Living with Chronic Pain
The Economic Impact of Chronic Pain in the Workforce
In addition to the various impacts chronic pain can have on personal lives, it can also negatively impact careers, which, in turn, negatively impacts the workforce as a whole. Increased absenteeism, reduced levels of production, and an increase in workers leaving the labor market due to chronic pain begets negative financial consequences for employers.
Reduced workplace performance and productivity
Workplace productivity is not only affected by loss of work days and reduced number of work hours due to chronic pain, but it is also affected by reduced performance while on the job. Employees with chronic pain conditions may be less engaged at work when their pain intensity is high. In the article “The Cost and Burden of Chronic Pain,” it states, “A US study found that common pain conditions resulted in lost productivity amounting to $61 billion (£32.34 billion) per year, of which 77% was explained by reduced performance and not work absence.”
Cost of workplace accommodations
Employees with chronic pain conditions may also request reasonable workplace accommodations that may be costly to employers. Reasonable accommodations include, but are not limited to, modifications of office equipment (e.g., chairs, desks, keyboards, monitors, footrests, etc.), adjustments to the environment (temperature, lighting, location, etc.), and modifications of work schedules.
Costs to employers also include insurance coverage for employees.

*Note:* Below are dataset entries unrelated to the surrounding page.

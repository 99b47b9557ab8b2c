//! Databricks workspace client layer.
//!
//! Provides trait-based interfaces for the remote services a tool invocation
//! consumes, so the REST client and the in-memory mock can be used
//! interchangeably.

mod mock;
mod rest;
mod types;

pub use mock::{
    chunk, failed_response, status_response, succeeded_response, MockCall, MockWorkspace,
};
pub use rest::RestClient;
pub use types::{
    CatalogInfo, ExecuteStatementRequest, ListTablesRequest, ResultColumn, ResultData,
    ResultManifest, ResultSchema, SchemaInfo, ServiceError, StatementResponse, StatementState,
    StatementStatus, TableColumn, TableInfo, TablesPage, WarehouseInfo,
};

use async_trait::async_trait;
use thiserror::Error;

/// Errors returned by the workspace client.
#[derive(Error, Debug)]
pub enum ApiError {
    #[error("HTTP client error: {0}")]
    Http(#[from] reqwest::Error),

    #[error("API error (HTTP {status}): {message}")]
    Api { status: u16, message: String },

    #[error("Not Found (404)")]
    NotFound,

    #[error("JSON parse error: {0}")]
    Decode(String),

    #[error("invalid request URL: {0}")]
    InvalidUrl(String),
}

/// Unity Catalog namespace browsing.
#[async_trait]
pub trait NamespaceService: Send + Sync {
    /// Lists every catalog visible to the caller.
    async fn list_catalogs(&self) -> Result<Vec<CatalogInfo>, ApiError>;

    /// Lists every schema in the given catalog.
    async fn list_schemas(&self, catalog: &str) -> Result<Vec<SchemaInfo>, ApiError>;

    /// Fetches a single page of tables. Follow `next_page_token` for more.
    async fn list_tables(&self, request: &ListTablesRequest) -> Result<TablesPage, ApiError>;

    /// Looks up one table by its three-level name.
    async fn get_table(&self, full_name: &str) -> Result<TableInfo, ApiError>;
}

/// SQL warehouse discovery.
#[async_trait]
pub trait WarehouseService: Send + Sync {
    async fn list_warehouses(&self) -> Result<Vec<WarehouseInfo>, ApiError>;
}

/// The statement execution primitives.
#[async_trait]
pub trait StatementService: Send + Sync {
    /// POST /api/2.0/sql/statements
    async fn execute_statement(
        &self,
        request: &ExecuteStatementRequest,
    ) -> Result<StatementResponse, ApiError>;

    /// GET /api/2.0/sql/statements/{statement_id}
    async fn get_statement(&self, statement_id: &str) -> Result<StatementResponse, ApiError>;

    /// GET /api/2.0/sql/statements/{statement_id}/result/chunks/{chunk_index}
    async fn get_result_chunk(
        &self,
        statement_id: &str,
        chunk_index: u32,
    ) -> Result<ResultData, ApiError>;

    /// POST /api/2.0/sql/statements/{statement_id}/cancel
    async fn cancel_statement(&self, statement_id: &str) -> Result<(), ApiError>;
}

/// Everything a tool invocation may call. Shared across concurrent calls.
pub trait WorkspaceClient: NamespaceService + WarehouseService + StatementService {}

impl<T> WorkspaceClient for T where T: NamespaceService + WarehouseService + StatementService {}
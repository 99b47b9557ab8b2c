//! Command-line argument parsing for databricks-mcp.

use crate::config::Config;
use clap::Parser;
use std::path::PathBuf;

/// Databricks catalog browsing and SQL execution over MCP (stdio).
#[derive(Parser, Debug)]
#[command(name = "databricks-mcp")]
#[command(version, about, long_about = None)]
pub struct Cli {
    /// Config file path
    #[arg(long, value_name = "PATH")]
    pub config: Option<PathBuf>,

    /// Workspace URL (overrides config file and DATABRICKS_HOST)
    #[arg(short = 'H', long, value_name = "URL")]
    pub host: Option<String>,

    /// Seconds between statement status polls
    #[arg(long, value_name = "SECS")]
    pub poll_interval: Option<u64>,

    /// Write logs to the state directory instead of stderr
    #[arg(long)]
    pub log_file: bool,

    /// Serve from an in-memory demo workspace instead of Databricks
    #[arg(long)]
    pub mock: bool,
}

impl Cli {
    /// Parses command-line arguments.
    pub fn parse_args() -> Self {
        Self::parse()
    }

    /// Returns the config file path to use.
    ///
    /// Uses the --config argument if provided, otherwise the default path.
    pub fn config_path(&self) -> PathBuf {
        self.config.clone().unwrap_or_else(Config::default_path)
    }

    /// Overrides file settings with the flags that were given.
    pub fn apply_overrides(&self, config: &mut Config) {
        if let Some(host) = &self.host {
            config.workspace.host = Some(host.clone());
        }
        if let Some(poll_interval) = self.poll_interval {
            config.execution.poll_interval_secs = poll_interval;
        }
    }
}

Many employers pay a percentage of their employees’ health care insurance premiums. Employers may need to offer health insurance plans with comprehensive coverage so that chronic pain management programs as well as mental health services are covered (as individuals with chronic pain conditions are at greater risk of developing depression). These types of health insurance plans are typically more expensive for both the employee and the employer.
The bottom line
Chronic pain can affect workplace morale, financial health, and productivity. The bottom line is that chronic pain is expensive not only for individuals with chronic pain conditions but also for employers.